London’s largest building contractors are turning down up to 75% of new business opportunities.

With construction of London office and residential space now topping pre-recession peaks, the 2015 London Contractors’ Survey reports that large firms are becoming increasingly choosy about which projects they are prepared to bid for.  

The study by infrastructure and support services group AECOM polled the capital’s largest contractors including Galliford Try, Laing O’Rourke, Sir Robert McAlpine and Willmott Dixon.

Building costs in London rose to the second highest in world after New York, according to research published in the summer. AECOM estimates that construction cost inflation has jumped 10% during 2015, and predicts increases of 7% in 2016.

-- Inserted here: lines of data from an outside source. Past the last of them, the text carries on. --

#[cfg(test)]
mod tests {
    use super::*;
    use tempfile::TempDir;

    #[test]
    fn default_config_values() {
        let config = BookConfig::default();
        assert_eq!(config.toc.max_entries_per_page, 12);
        assert_eq!(config.toc.title, "Sumário");
        assert_eq!(config.toc.continuation_title, "Sumário (continuação)");
        assert_eq!(config.autosave.debounce_ms, 1000);
        assert_eq!(config.storage.key, "ebook-receitas");
        assert_eq!(config.theme.accent, "#c0392b");
    }

    #[test]
    fn parse_partial_config() {
        let config: BookConfig = toml::from_str(
            r#"
[toc]
max_entries_per_page = 8
"#,
        )
        .unwrap();
        assert_eq!(config.toc.max_entries_per_page, 8);
        assert_eq!(config.toc.title, "Sumário");
        assert_eq!(config.autosave.debounce_ms, 1000);
    }

    #[test]
    fn toc_settings_follow_config() {
        let mut config = BookConfig::default();
        config.toc.max_entries_per_page = 4;
        config.toc.title = "Índice".to_string();
        let settings = config.toc_settings().unwrap();
        assert_eq!(settings.max_per_page.get(), 4);
        assert_eq!(settings.default_title(1), "Índice");
        assert_eq!(settings.default_title(2), "Sumário (continuação)");
    }

    #[test]
    fn theme_config_converts_to_theme() {
        let config = BookConfig::default();
        assert_eq!(Theme::from(&config.theme), Theme::default());
    }

    // =========================================================================
    // load_config tests
    // =========================================================================

    #[test]
    fn load_config_returns_default_when_no_file() {
        let tmp = TempDir::new().unwrap();
        let config = load_config(tmp.path()).unwrap();
        assert_eq!(config, BookConfig::default());
    }

    #[test]
    fn load_config_reads_file() {
        let tmp = TempDir::new().unwrap();
        fs::write(
            tmp.path().join("config.toml"),
            r##"
[autosave]
debounce_ms = 250

[theme]
accent = "#2e86de"
"##,
        )
        .unwrap();

        let config = load_config(tmp.path()).unwrap();
        assert_eq!(config.autosave.debounce_ms, 250);
        assert_eq!(config.theme.accent, "#2e86de");
        assert_eq!(config.theme.bg, "#fffaf3");
    }

    #[test]
    fn load_config_invalid_toml_is_error() {
        let tmp = TempDir::new().unwrap();
        fs::write(tmp.path().join("config.toml"), "this is not valid toml [[[").unwrap();
        let result = load_config(tmp.path());
        assert!(matches!(result, Err(ConfigError::Toml(_))));
    }

    // =========================================================================
    // Unknown key rejection tests
    // =========================================================================

    #[test]
    fn unknown_key_rejected() {
        let result: Result<BookConfig, _> = toml::from_str(
            r#"
[toc]
max_entries = 10
"#,
        );
        let err = result.unwrap_err().to_string();
        assert!(err.contains("unknown field"));
    }

    #[test]
    fn unknown_section_rejected() {
        let result: Result<BookConfig, _> = toml::from_str("[pdf]\ndpi = 300\n");
        assert!(result.is_err());
    }

    // =========================================================================
    // Validation tests
    // =========================================================================

    #[test]
    fn validate_default_config_passes() {
        assert!(BookConfig::default().validate().is_ok());
    }

    #[test]
    fn validate_zero_entries_per_page() {
        let mut config = BookConfig::default();
        config.toc.max_entries_per_page = 0;
        let err = config.validate().unwrap_err();
        assert!(err.to_string().contains("max_entries_per_page"));
        assert!(config.toc_settings().is_err());
    }

    #[test]
    fn validate_blank_toc_title() {
        let mut config = BookConfig::default();
        config.toc.continuation_title = "  ".to_string();
        assert!(config.validate().is_err());
    }

    #[test]
    fn validate_storage_key_characters() {
        let mut config = BookConfig::default();
        config.storage.key = "../escape".to_string();
        assert!(config.validate().is_err());
        config.storage.key = String::new();
        assert!(config.validate().is_err());
        config.storage.key = "my_book-2".to_string();
        assert!(config.validate().is_ok());
    }

    #[test]
    fn validate_empty_theme_color() {
        let mut config = BookConfig::default();
        config.theme.text = String::new();
        assert!(config.validate().is_err());
    }

    #[test]
    fn load_config_validates_values() {
        let tmp = TempDir::new().unwrap();
        fs::write(
            tmp.path().join("config.toml"),
            "[toc]\nmax_entries_per_page = 0\n",
        )
        .unwrap();
        let result = load_config(tmp.path());
        assert!(matches!(result, Err(ConfigError::Validation(_))));
    }

    // =========================================================================
    // merge_toml tests
    // =========================================================================

    #[test]
    fn merge_toml_table_merge() {
        let base: toml::Value = toml::from_str(
            r#"
[toc]
max_entries_per_page = 12
title = "Sumário"
"#,
        )
        .unwrap();
        let overlay: toml::Value = toml::from_str("[toc]\nmax_entries_per_page = 6\n").unwrap();
        let merged = merge_toml(base, overlay);
        let toc = merged.get("toc").unwrap();
        assert_eq!(
            toc.get("max_entries_per_page").unwrap().as_integer(),
            Some(6)
        );
        assert_eq!(toc.get("title").unwrap().as_str(), Some("Sumário"));
    }

    #[test]
    fn merge_toml_scalar_override() {
        let base: toml::Value = toml::from_str("a = 1\nb = 2\n").unwrap();
        let overlay: toml::Value = toml::from_str("a = 10").unwrap();
        let merged = merge_toml(base, overlay);
        assert_eq!(merged.get("a").unwrap().as_integer(), Some(10));
        assert_eq!(merged.get("b").unwrap().as_integer(), Some(2));
    }

    #[test]
    fn resolve_config_rejects_invalid_values() {
        let base = stock_defaults_value().unwrap();
        let overlay: toml::Value = toml::from_str("[storage]\nkey = \"a b\"\n").unwrap();
        let result = resolve_config(base, Some(overlay));
        assert!(matches!(result, Err(ConfigError::Validation(_))));
    }

    // =========================================================================
    // stock_config_toml tests
    // =========================================================================

    #[test]
    fn stock_config_toml_roundtrips_to_defaults() {
        let config: BookConfig = toml::from_str(stock_config_toml()).unwrap();
        assert_eq!(config, BookConfig::default());
    }

    #[test]
    fn stock_config_toml_contains_all_sections() {
        let content = stock_config_toml();
        for section in ["[toc]", "[autosave]", "[storage]", "[theme]"] {
            assert!(content.contains(section), "missing {section}");
        }
    }

    #[test]
    fn stock_defaults_value_has_all_sections() {
        let val = stock_defaults_value().unwrap();
        for section in ["toc", "autosave", "storage", "theme"] {
            assert!(val.get(section).is_some(), "missing {section}");
        }
    }
}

The rising costs have been blamed on a growing skills shortage in the construction sector, which has pushed up pay demands.

Wages for joinery work fitting-out prime London residential and office space increased by up to 15% in 2015, according to infrastructure and support services group AECOM.

The survey found that some contractors are concerned about their exposure to the residential market given the expectation that London house prices will start to cool. Many are now looking at diversifying again into other sectors.

Brian Smith, director of cost management at AECOM, says: “The industry is taking a far more strategic approach, targeting schemes that will deliver planned margins.

“Risk appetite among contractors is low, with a desire for certainty meaning that projects may be taken on a smaller margin if the return is guaranteed.”